Les 27 Etats membres appuient cette démarche consistant pour la présidence française du Conseil de l'Union européenne à se rendre à Moscou lundi. Si c'est un succès, il sera opportun de relancer le processus et de suivre la voie proposée par le président Medvedev.
Q - Monsieur Kouchner, vous avez dit que vous alliez aller à Moscou pour faire en sorte que les Russes s'en tiennent à leurs engagements. A votre avis, combien de temps faudra-t-il attendre pour qu'ils remplissent leurs engagements ? Quelques semaines ? Quelques mois ? D'autre part, vous avez mentionné qu'un futur objectif pourrait être l'Ukraine ou la république moldave. Qu'en est-il ?
R - Tout d'abord, il faut attendre lundi, au moins lundi. Tout dépendra de la réponse qui sera apportée par la Russie. Est-ce que les Russes vont apporter une réponse sur les deux ou trois points encore en suspens ? Je l'espère. Est-ce que l'on va vers l'avènement d'un véritable accord lié à cette crise en Géorgie ou est-ce que les Russes, avec les Nations unies, avec l'OSCE, sont prêts à s'asseoir à la même table et, si c'est le cas, quand ? Pourront-ils le faire ? Nous, en tout cas, nous sommes bien sûr prêts à favoriser cette situation.
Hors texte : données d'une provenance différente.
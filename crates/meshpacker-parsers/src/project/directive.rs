//! Project file line tokenizer
//!
//! Turns one trimmed, non-empty, non-comment project line into a
//! [`Directive`]. Interpreting the directive is the parser's job.

use std::fmt;

/// The three block kinds of the project grammar
#[derive(Debug, Clone, Copy, PartialEq, Eq, Hash)]
pub enum BlockKind {
    /// `Zip` … `EndZip`: one output archive
    Zip,
    /// `Mesh` … `EndMesh`: one asset, nested in a `Zip` block
    Mesh,
    /// `Extra` … `EndExtra`: one extra file, nested in a `Zip` block
    Extra,
}

impl BlockKind {
    /// Block that owns a `key: value` setting, if the key is known
    pub fn of_setting(key: &str) -> Option<Self> {
        match key {
            "Path" => Some(BlockKind::Zip),
            "Name" | "MaterialFilePath" | "MeshXmlPath" => Some(BlockKind::Mesh),
            "SourcePath" | "TargetPath" => Some(BlockKind::Extra),
            _ => None,
        }
    }
}

impl fmt::Display for BlockKind {
    fn fmt(&self, f: &mut fmt::Formatter<'_>) -> fmt::Result {
        let name = match self {
            BlockKind::Zip => "Zip",
            BlockKind::Mesh => "Mesh",
            BlockKind::Extra => "Extra",
        };
        f.write_str(name)
    }
}

/// One line of a project file
#[derive(Debug, Clone, Copy, PartialEq, Eq)]
pub enum Directive<'a> {
    /// `Zip`, `Mesh` or `Extra`
    Open(BlockKind),
    /// `EndZip`, `EndMesh` or `EndExtra`
    Close(BlockKind),
    /// `key: value`
    Setting { key: &'a str, value: &'a str },
}

/// Tokenize a trimmed project line.
///
/// A setting's value is the text after the last space following the colon,
/// so values cannot contain spaces. An empty value is returned as `""`.
pub fn parse_directive(line: &str) -> Result<Directive<'_>, &'static str> {
    match line {
        "Zip" => return Ok(Directive::Open(BlockKind::Zip)),
        "EndZip" => return Ok(Directive::Close(BlockKind::Zip)),
        "Mesh" => return Ok(Directive::Open(BlockKind::Mesh)),
        "EndMesh" => return Ok(Directive::Close(BlockKind::Mesh)),
        "Extra" => return Ok(Directive::Open(BlockKind::Extra)),
        "EndExtra" => return Ok(Directive::Close(BlockKind::Extra)),
        _ => {}
    }

    let (key, rest) = line
        .split_once(':')
        .ok_or("can't parse directive - missing colon")?;
    let key = key.trim();
    if key.is_empty() {
        return Err("can't parse directive - missing name before colon");
    }

    let value = rest.rsplit(' ').next().unwrap_or_default().trim();
    Ok(Directive::Setting { key, value })
}

#[cfg(test)]
mod tests {
    use super::*;

    #[test]
    fn test_block_keywords() {
        assert_eq!(parse_directive("Zip"), Ok(Directive::Open(BlockKind::Zip)));
        assert_eq!(parse_directive("EndMesh"), Ok(Directive::Close(BlockKind::Mesh)));
        assert_eq!(parse_directive("Extra"), Ok(Directive::Open(BlockKind::Extra)));
    }

    #[test]
    fn test_setting_value_after_last_space() {
        assert_eq!(
            parse_directive("Path: out/trees.zip"),
            Ok(Directive::Setting { key: "Path", value: "out/trees.zip" })
        );
        assert_eq!(
            parse_directive("Name:   Tree"),
            Ok(Directive::Setting { key: "Name", value: "Tree" })
        );
        assert_eq!(
            parse_directive("Name: Big Tree"),
            Ok(Directive::Setting { key: "Name", value: "Tree" })
        );
        assert_eq!(
            parse_directive("MeshXmlPath:tree.mesh.xml"),
            Ok(Directive::Setting { key: "MeshXmlPath", value: "tree.mesh.xml" })
        );
    }

    #[test]
    fn test_setting_keeps_colons_in_value() {
        assert_eq!(
            parse_directive(r"SourcePath: C:\data\readme.txt"),
            Ok(Directive::Setting { key: "SourcePath", value: r"C:\data\readme.txt" })
        );
    }

    #[test]
    fn test_empty_value() {
        assert_eq!(
            parse_directive("Name:"),
            Ok(Directive::Setting { key: "Name", value: "" })
        );
    }

    #[test]
    fn test_missing_colon() {
        assert!(parse_directive("Name Tree").is_err());
        assert!(parse_directive(": value").is_err());
    }

    #[test]
    fn test_setting_owner() {
        assert_eq!(BlockKind::of_setting("Path"), Some(BlockKind::Zip));
        assert_eq!(BlockKind::of_setting("MeshXmlPath"), Some(BlockKind::Mesh));
        assert_eq!(BlockKind::of_setting("TargetPath"), Some(BlockKind::Extra));
        assert_eq!(BlockKind::of_setting("Colour"), None);
    }
}
//! External mesh conversion
//!
//! The binary mesh format is produced by an external tool invoked as
//! `<tool> -q <input.mesh.xml> <output.mesh>`; exit code 0 means success.

use std::path::Path;
use std::process::Command;

use meshpacker_core::{Error, Result};
use tracing::{debug, info};

/// Tool used when none is configured
pub const DEFAULT_CONVERTER_COMMAND: &str = "OgreXMLConverter";

/// Converts a mesh description into the binary mesh format
pub trait MeshConverter {
    /// Returns a human-readable name for this converter
    fn name(&self) -> &str;

    /// Convert `input` and write the result to `output`
    fn convert(&self, input: &Path, output: &Path) -> Result<()>;
}

/// Runs the external conversion tool
#[derive(Debug, Clone)]
pub struct XmlConverterTool {
    command: String,
}

impl XmlConverterTool {
    /// Use `command` as the conversion tool
    pub fn new(command: impl Into<String>) -> Self {
        Self {
            command: command.into(),
        }
    }

    /// The configured tool command
    pub fn command(&self) -> &str {
        &self.command
    }
}

impl Default for XmlConverterTool {
    fn default() -> Self {
        Self::new(DEFAULT_CONVERTER_COMMAND)
    }
}

impl MeshConverter for XmlConverterTool {
    fn name(&self) -> &str {
        &self.command
    }

    fn convert(&self, input: &Path, output: &Path) -> Result<()> {
        info!(
            tool = %self.command,
            input = %input.display(),
            output = %output.display(),
            "Running mesh converter"
        );

        let status = Command::new(&self.command)
            .arg("-q")
            .arg(input)
            .arg(output)
            .status()
            .map_err(|source| Error::ToolLaunch {
                tool: self.command.clone(),
                source,
            })?;

        if status.success() {
            debug!(input = %input.display(), "Mesh conversion [OK]");
            Ok(())
        } else {
            Err(Error::ExternalToolFailure {
                tool: self.command.clone(),
                input: input.to_path_buf(),
                status: status.code(),
            })
        }
    }
}
//! meshpacker Core Library
//!
//! This crate provides the data model, naming rules, and error handling
//! shared across all meshpacker components.

pub mod error;
pub mod naming;
pub mod types;

pub use error::{Error, Result, ResultExt};
pub use types::*;

/// Namespace inside an archive that holds textures used by several assets
pub const SHARED_TEXTURES_DIR: &str = "SharedTextures";

/// Prefix given to backup copies of rewritten input files
pub const BACKUP_PREFIX: &str = "orig_";

/// File name used for a `Zip` block that never sets a `Path`
pub const DEFAULT_ARCHIVE_NAME: &str = "meshpacker.zip";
Mais vous savez, à chaque fois que vous nous en parlez, il y a toujours cette idée sous-jacente de sanctions. Pour nous, ce n'est pas l'essentiel. Pour nous, l'essentiel c'est de trouver une solution afin de résoudre les problèmes que nous rencontrons. Est-ce que vous pensez vraiment que des sanctions seraient utiles ? La diplomatie, la politique ne reposent pas uniquement sur les sanctions. Il y a un inventaire très long de sanctions qui ont été inutiles même si, effectivement, certaines d'entre-elles ont été utiles. Mais je crois, de toute façon, que l'heure n'est pas aux sanctions. Nous verrons ce qui se passera lundi avec M. Sarkozy et Javier Solana à Moscou.
Pour ce qui est du reste, bien sûr nous en avons discuté. C'est la raison pour laquelle j'ai dit quelques mots sur la prévention. Nous savons, en effet, que dans ces pays tout particulièrement, on a peur de subir la même pression. L'Union européenne en est tout à fait consciente et fera en sorte de prévenir l'avènement d'autres crises.
Q - A propos de la présence américaine en Géorgie et dans la région. Dick Cheney vient de terminer une tournée dans la région et vient de visiter la Géorgie et l'Ukraine. En même temps, des navires américains s'approchent. Ce sont deux facteurs qui braquent les Russes. Ne pensez-vous pas qu'en même temps que l'on discute avec les Russes, on devrait également voir quelles sont les vraies ambitions américaines, parce que si les Américains nous sabotent, en quelque sorte, s'ils veulent autre chose que ce que nous souhaitons, est-ce que les Russes cèderont aux exigences européennes ?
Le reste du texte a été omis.